2006-01-30 Thread Josh
Magnus Lycka wrote:
>> Rewrites are always good and result in smaller code base if features
>> are not added. However, I doubt that will make the screens fewer. Lines
>> of code? Certainly.
> 
> 
> That depends on whether you just refactor the implementation
> of if you look at the problem domain with a different perspective
> than you had the first time around. Obviously, I don't know anything
> about this particular system, but with 230 screen it seems like
> some things could be generalized. I suspect a much smaller number
> of slightly context sensitive screens would suffice... My gut
> tells me that if I looked at the system, I'd find lots of screens
> that were basically the same, just slightly different... Whether
> to use the same actual screen and perhaps let it be modified in runtime
> due to some data driven approach or share most code in base classes
> and have small modules with the specialized behaviour is something
> to argue about in some design meetings. I'll leave that to the guys
> who have to do it.

For a little background, this is an ERP program. It looks after 
accounting, customer orders, purchase orders, inventory, production 
planning/scheduling, and product development. It is an industry specific 
program, designed for the mattress manufacturing industry.

I'm not sure how many screens could be cut out. On the accounting side 
of the program, there are a number that could be cut down I think. Right 
now, Accounts Recievable and Accounts Payable are each separate sets of 
screens. On a rewrite, we could make classes that are generalized for 
accounts and then inherit these and modify them based on whether it's a 
debit or credit account. This is mostly an educated guess since I don't 
have a full understanding of the accounting side.

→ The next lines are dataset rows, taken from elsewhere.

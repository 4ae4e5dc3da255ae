//! Application startup and utilities.
//!
//! This module contains exit codes, tracing setup, and error hints
//! that support the main entry point.

use bitpapa_pay::config::{ConfigError, field};
use tracing::Level;
use tracing_subscriber::EnvFilter;

/// Application exit codes.
pub mod exit_code {
    use std::process::ExitCode;

    /// Success (exit code 0).
    pub const SUCCESS: ExitCode = ExitCode::SUCCESS;

    /// Configuration error (exit code 1) - invalid args, missing token, etc.
    pub const CONFIG_ERROR: ExitCode = ExitCode::FAILURE;

    /// Runtime error (exit code 2) - network failure, API error, etc.
    ///
    /// Note: This is a function rather than a constant because `ExitCode::from()` is not `const fn`.
    pub fn runtime_error() -> ExitCode {
        ExitCode::from(2)
    }
}

/// Prints helpful hints for common configuration errors.
pub fn print_config_hint(error: &ConfigError) {
    match error {
        ConfigError::MissingRequired { field: f, .. } if *f == field::ACCESS_TOKEN => {
            eprintln!("\nRun 'bitpapa-pay init' to generate a configuration template.");
        }
        ConfigError::FileRead { .. } => {
            eprintln!("\nRun 'bitpapa-pay init' to generate a configuration template.");
        }
        _ => {}
    }
}

/// Sets up the tracing subscriber for logging.
///
/// Logs go to stderr so stdout carries only the JSON output.
pub fn setup_tracing(verbose: bool) {
    let level = if verbose { Level::DEBUG } else { Level::WARN };

    let filter = EnvFilter::builder()
        .with_default_directive(level.into())
        .from_env_lossy();

    tracing_subscriber::fmt()
        .with_env_filter(filter)
        .with_target(false)
        .with_writer(std::io::stderr)
        .init();
}
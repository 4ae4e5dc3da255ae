use serde::{Deserialize, Serialize};

use super::serde_util::{amount, option_amount};

/// Fee charged for withdrawing one currency over one network.
#[derive(Debug, Clone, PartialEq, Serialize, Deserialize)]
pub struct WithdrawalFee {
    /// Currency ticker
    pub currency: String,
    /// Blockchain network
    #[serde(default)]
    pub network: Option<String>,
    /// Fee amount, in `currency`
    #[serde(deserialize_with = "amount::deserialize")]
    pub fee: f64,
    /// Smallest amount that can be withdrawn
    #[serde(default, deserialize_with = "option_amount::deserialize")]
    pub min_amount: Option<f64>,
}

/// Withdrawal fee tiers.
#[derive(Debug, Clone, PartialEq, Serialize, Deserialize)]
pub struct WithdrawalFees {
    #[serde(alias = "fees")]
    pub withdrawal_fees: Vec<WithdrawalFee>,
}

Other parts of the program I'm not so sure about. With proper OOP, I'm 
sure some more screens could be cut out, or standardized using 
inheritance and such.

>> You are comparing Python with VB 6. That's not what the OP is moving to
>> as an alternative.
> 
> 
> No, but it's what they've used and know. It's the reference for
> their thinking.
> 
>> It's .NET. VB 6 has been out of development since 8
>> years? Its not something to be compared to anymore. .NET on the other
>> hand has all the advantages of Python accessible toolkits for this task
>> and then some.
> 
> 
> But as indicated by the OP, there might be reasons not to
> sit down in that warm and soft lap from Redmond once more...
> 
> I assume they don't consider Python as a chance to avoid having
> to really understand OO, or to be able to stay with the current
> code base. Avoiding vendor lock-in is a very reasonable aspect,
> and making it easier to port to non-windows platforms is also a
> reasonable aspect.

I think in some ways, going with Python rather than just moving to 
VB.NET comes from a desire to change the architecture of the program. 
Going to VB.NET, we would be tempted to run the code through the upgrade 
wizard and just get things working. We wouldn't be forced to change the 
underlying architecture, we could just stay with the status quo.

Moving to Python would make us sit back and take a closer look at how 
things are done and make taking shortcuts harder.

>> I am not saying Python is unfit for 230 screens. Just that I have not
>> seen anyone build such a thing and better write about it.
> 
> 
> Right, and this is interesting. After about 25 years of
> programming I'm still not sure whether I should be impressed
> or worried when I hear people describing systems with
> hundreds of screens and hundreds of database tables.
> 
> I've worked with systems like that, and while I'm sure there
> are situations where such big systems are really warranted,
> the systems of this size that I saw could probably have been
> shrunk to a quarter of their size if proper software development
> practices had been used.

I understand what you are saying, and I'm sure the tasks our program 
does could be made much cleaner. But, implementing an ERP which is 
basically what we have, is a large project and the users need (or maybe 
just want) access to lots of information.

>> People on the
>> other hand have build web sites with such volume. Result? We have a ton
>> of web application frameworks to address such needs.
> 
> 
> I'm not 100% sure that the plethora of Python web kits is entirely
> a benefit.


>>> The really silly thing to do is to apply VB idioms on Python.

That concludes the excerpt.